Roche has also managed to win a high profile plenary spot for Avastin, when the results from the phase III GOG 0218 study will be presented. As such, the data is not yet available, but the company has already announced a significant extension of survival was seen.
The extent of the survival benefit here will be key – clearly the longer the better, with a benefit of three to four months being clinically significant, analysts at Citi have commented. Given the known safety and tolerability issues with Avastin, these details will also be crucial.
Roche is presenting data from a number of studies this year on Avastin, that could prove crucial for the years to come, in terms of commercial potential.
For example another study will be presented in colon cancer, showing that patients who continued with an Avastin-based therapy after the disease progressed lived longer: 16.3 months versus 8.5 months for those who did not continue to receive the drug. In these terminally ill patients, quality of life can be as important a measure as length of life, and it will be interesting to see further detail on this measure.
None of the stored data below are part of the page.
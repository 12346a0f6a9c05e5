//! # Payment Ledger
//!
//! Turns a document total and its payment list into amount paid, balance
//! due and (for invoices) a derived status.
//!
//! ## Invoice Status Table
//! ```text
//! ┌──────────────────────────────────────────────┬───────────────────────┐
//! │ Condition (checked top to bottom)            │ Status                │
//! ├──────────────────────────────────────────────┼───────────────────────┤
//! │ user selected Voided                         │ Voided                │
//! │ balance_due ≤ 0  and  total > 0              │ Paid                  │
//! │ amount_paid > 0  and  balance_due > 0        │ Partially Paid        │
//! │ otherwise                                    │ user-selected status  │
//! └──────────────────────────────────────────────┴───────────────────────┘
//! ```
//!
//! Amounts are whole cents, so the half-cent tolerance a floating point
//! ledger needs collapses to "≤ 0".
//!
//! Payments are an unordered list against the whole document. Removing one
//! is a hard delete followed by recalculation; no reversal record is kept.
//! An invoice whose Paid / Partially Paid status came from payments goes
//! back to Sent when a removal leaves it unsettled.

use serde::{Deserialize, Serialize};
use ts_rs::TS;

use crate::error::{CoreError, CoreResult};
use crate::money::Money;
use crate::types::{Document, DocumentStatus, Payment};
use crate::validation::validate_payment;

/// Result of [`reconcile`].
#[derive(Debug, Clone, Copy, PartialEq, Eq, Serialize, Deserialize, TS)]
#[ts(export)]
pub struct Reconciliation {
    pub amount_paid: Money,
    pub balance_due: Money,
    pub status: DocumentStatus,
}

/// Sums payments and derives balance and invoice status.
///
/// ## Example
/// ```rust
/// use chrono::NaiveDate;
/// use keystone_core::ledger::reconcile;
/// use keystone_core::{DocumentStatus, Money, Payment, PaymentMethod};
///
/// let day = NaiveDate::from_ymd_opt(2026, 1, 5).unwrap();
/// let payments = vec![Payment::new("p1", day, Money::from_cents(5000), PaymentMethod::Cash)];
///
/// let r = reconcile(Money::from_cents(10000), &payments, DocumentStatus::Sent);
/// assert_eq!(r.balance_due.cents(), 5000);
/// assert_eq!(r.status, DocumentStatus::PartiallyPaid);
/// ```
pub fn reconcile(total: Money, payments: &[Payment], selected: DocumentStatus) -> Reconciliation {
    let amount_paid: Money = payments.iter().map(|p| p.amount).sum();
    let balance_due = total - amount_paid;

    Reconciliation {
        amount_paid,
        balance_due,
        status: derive_invoice_status(total, amount_paid, balance_due, selected),
    }
}

/// Applies the invoice status table to already-computed ledger figures.
pub fn derive_invoice_status(
    total: Money,
    amount_paid: Money,
    balance_due: Money,
    selected: DocumentStatus,
) -> DocumentStatus {
    if selected == DocumentStatus::Voided {
        DocumentStatus::Voided
    } else if !balance_due.is_positive() && total.is_positive() {
        DocumentStatus::Paid
    } else if amount_paid.is_positive() && balance_due.is_positive() {
        DocumentStatus::PartiallyPaid
    } else {
        selected
    }
}

/// Appends a payment to an order or invoice and recalculates it.
///
/// ## Errors
/// - `UnsupportedForKind` for estimates
/// - `Validation` when the amount is not positive or the id is blank
pub fn record_payment(doc: &mut Document, payment: Payment) -> CoreResult<()> {
    if !doc.kind.accepts_payments() {
        return Err(CoreError::UnsupportedForKind {
            kind: doc.kind,
            operation: "Recording a payment".to_string(),
        });
    }
    validate_payment(&payment)?;

    doc.payments.push(payment);
    doc.recalculate();
    Ok(())
}

/// Hard-deletes a payment and recalculates the document.
///
/// Returns the removed payment.
pub fn remove_payment(doc: &mut Document, payment_id: &str) -> CoreResult<Payment> {
    let index = doc
        .payments
        .iter()
        .position(|p| p.id == payment_id)
        .ok_or_else(|| CoreError::PaymentNotFound(payment_id.to_string()))?;

    let removed = doc.payments.remove(index);

    // Paid / Partially Paid was derived from the payment list
    if doc.kind.derives_status_from_payments()
        && matches!(doc.status, DocumentStatus::Paid | DocumentStatus::PartiallyPaid)
    {
        doc.status = DocumentStatus::Sent;
    }
    doc.recalculate();
    Ok(removed)
}

// =============================================================================
// Unit Tests
// =============================================================================

#[cfg(test)]
mod tests {
    use super::*;
    use crate::types::{Customer, DocumentKind, LineItem, PaymentMethod};
    use chrono::NaiveDate;

    fn day() -> NaiveDate {
        NaiveDate::from_ymd_opt(2026, 2, 1).unwrap()
    }

    fn pay(id: &str, cents: i64) -> Payment {
        Payment::new(id, day(), Money::from_cents(cents), PaymentMethod::Check)
    }

    fn invoice(total_cents: i64) -> Document {
        let customer = Customer::new("c-1", "Acme");
        let mut doc = Document::new("inv-1", DocumentKind::Invoice, &customer, day());
        doc.status = DocumentStatus::Sent;
        doc.line_items.push(LineItem::non_stock("a", "Work", 1, Money::from_cents(total_cents)));
        doc.recalculate();
        doc
    }

    #[test]
    fn test_status_boundaries() {
        let total = Money::from_cents(10000);

        let r = reconcile(total, &[pay("p1", 10000)], DocumentStatus::Sent);
        assert_eq!(r.status, DocumentStatus::Paid);

        let r = reconcile(total, &[pay("p1", 5000)], DocumentStatus::Sent);
        assert_eq!(r.status, DocumentStatus::PartiallyPaid);

        let r = reconcile(total, &[], DocumentStatus::Sent);
        assert_eq!(r.status, DocumentStatus::Sent);
    }

    #[test]
    fn test_unsettled_falls_through_to_selected_status() {
        let total = Money::from_cents(10000);

        let r = reconcile(total, &[], DocumentStatus::Paid);
        assert_eq!(r.status, DocumentStatus::Paid);

        let r = reconcile(total, &[], DocumentStatus::PartiallyPaid);
        assert_eq!(r.status, DocumentStatus::PartiallyPaid);

        let r = reconcile(total, &[], DocumentStatus::Overdue);
        assert_eq!(r.status, DocumentStatus::Overdue);
    }

    #[test]
    fn test_split_payments_settle_exactly() {
        let r = reconcile(
            Money::from_cents(10000),
            &[pay("a", 3333), pay("b", 3333), pay("c", 3334)],
            DocumentStatus::Sent,
        );
        assert!(r.balance_due.is_zero());
        assert_eq!(r.status, DocumentStatus::Paid);
    }

    #[test]
    fn test_voided_is_sticky() {
        let r = reconcile(Money::from_cents(10000), &[pay("p1", 10000)], DocumentStatus::Voided);
        assert_eq!(r.status, DocumentStatus::Voided);
    }

    #[test]
    fn test_overpayment_is_paid_with_negative_balance() {
        let r = reconcile(Money::from_cents(10000), &[pay("p1", 12000)], DocumentStatus::Sent);
        assert_eq!(r.status, DocumentStatus::Paid);
        assert_eq!(r.balance_due.cents(), -2000);
    }

    #[test]
    fn test_zero_total_is_never_paid() {
        let r = reconcile(Money::zero(), &[], DocumentStatus::Draft);
        assert_eq!(r.status, DocumentStatus::Draft);
    }

    #[test]
    fn test_balance_identity() {
        for (total, paid) in [(10000, 0), (10000, 2550), (999, 1500), (0, 0), (-500, 0)] {
            let payments = if paid > 0 { vec![pay("p", paid)] } else { vec![] };
            let r = reconcile(Money::from_cents(total), &payments, DocumentStatus::Sent);
            assert_eq!((r.amount_paid + r.balance_due).cents(), total);
        }
    }

    #[test]
    fn test_record_and_remove_payment() {
        let mut doc = invoice(10000);
        record_payment(&mut doc, pay("p1", 10000)).unwrap();
        assert_eq!(doc.status, DocumentStatus::Paid);

        let removed = remove_payment(&mut doc, "p1").unwrap();
        assert_eq!(removed.amount.cents(), 10000);
        assert!(doc.payments.is_empty());
        assert_eq!(doc.balance_due.cents(), 10000);
        assert_eq!(doc.status, DocumentStatus::Sent);
    }

    #[test]
    fn test_remove_one_of_two_payments_stays_partially_paid() {
        let mut doc = invoice(10000);
        record_payment(&mut doc, pay("p1", 6000)).unwrap();
        record_payment(&mut doc, pay("p2", 4000)).unwrap();
        assert_eq!(doc.status, DocumentStatus::Paid);

        remove_payment(&mut doc, "p2").unwrap();
        assert_eq!(doc.status, DocumentStatus::PartiallyPaid);
    }

    #[test]
    fn test_remove_payment_keeps_voided() {
        let mut doc = invoice(10000);
        record_payment(&mut doc, pay("p1", 10000)).unwrap();
        doc.status = DocumentStatus::Voided;
        doc.recalculate();

        remove_payment(&mut doc, "p1").unwrap();
        assert_eq!(doc.status, DocumentStatus::Voided);
    }

    #[test]
    fn test_remove_unknown_payment() {
        let mut doc = invoice(10000);
        let err = remove_payment(&mut doc, "missing").unwrap_err();
        assert!(matches!(err, CoreError::PaymentNotFound(_)));
    }

    #[test]
    fn test_estimates_reject_payments() {
        let customer = Customer::new("c-1", "Acme");
        let mut doc = Document::new("est-1", DocumentKind::Estimate, &customer, day());
        let err = record_payment(&mut doc, pay("p1", 100)).unwrap_err();
        assert!(matches!(err, CoreError::UnsupportedForKind { .. }));
    }

    #[test]
    fn test_oversized_payments_rejected_before_summing() {
        let mut doc = invoice(10000);
        let pasted = Money::parse("92233720368547758.07").unwrap();
        let payment = |id: &str| Payment::new(id, day(), pasted, PaymentMethod::Cash);

        assert!(matches!(
            record_payment(&mut doc, payment("p1")),
            Err(CoreError::Validation(_))
        ));
        assert!(record_payment(&mut doc, payment("p2")).is_err());
        assert!(doc.payments.is_empty());
        assert_eq!(doc.balance_due.cents(), 10000);
    }

    #[test]
    fn test_non_positive_payment_rejected() {
        let mut doc = invoice(10000);
        let err = record_payment(&mut doc, pay("p1", 0)).unwrap_err();
        assert!(matches!(err, CoreError::Validation(_)));
        assert!(doc.payments.is_empty());
    }
}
Also, with the FDA still to grant full approval for Avastin in first-line metastatic breast cancer pending firm evidence that the drug improves overall survival, data in this setting will also be scrutinised. One to watch here is a meta-analysis of three phase III studies conducted in this setting, which primarily measured PFS, leading to the tentative approval, and OS as a secondary measure.
By pooling the data, researchers concluded that Avastin plus chemo improved PFS and although no significant difference in median OS was seen in these trials, the pooled data suggests an early benefit at one year. Not all commentators are convinced this is good enough for a full approval, which would be a huge blow for the Swiss drug maker and its flagship oncology product.
Others on the radar
The above review is far from conclusive, and other late stage data that will no doubt attract attention includes data from Amgen on Prolia, which will hopefully boost confidence in success in what could be the drug’s biggest indication, bone metastasis. Positive top line data has already been presented but as always the devil is in the detail, and full results will be closely scrutinised (Amgen racks up vital Prolia data against Zometa, February 9, 2010).
Additionally, phase III data from Pfizer on a novel ALK inhibitor, crizotinib, in a sub set of NSCLC patients. The drug could potentially represent a threat to Avastin in lung cancer, so the results are keenly awaited.
Also in lung cancer, OSI Pharmaceuticals is due to present a number of studies of its flagship product, Tarceva, which will now be of interest to Japanese investors following the company’s recent takeover by Astellas Pharma.
All of which means Asco 2010 is starting to look like a particularly bumper year for important late-stage data which could influence treatment regimens in many cancers and therefore impact the commercial prospects for related drugs.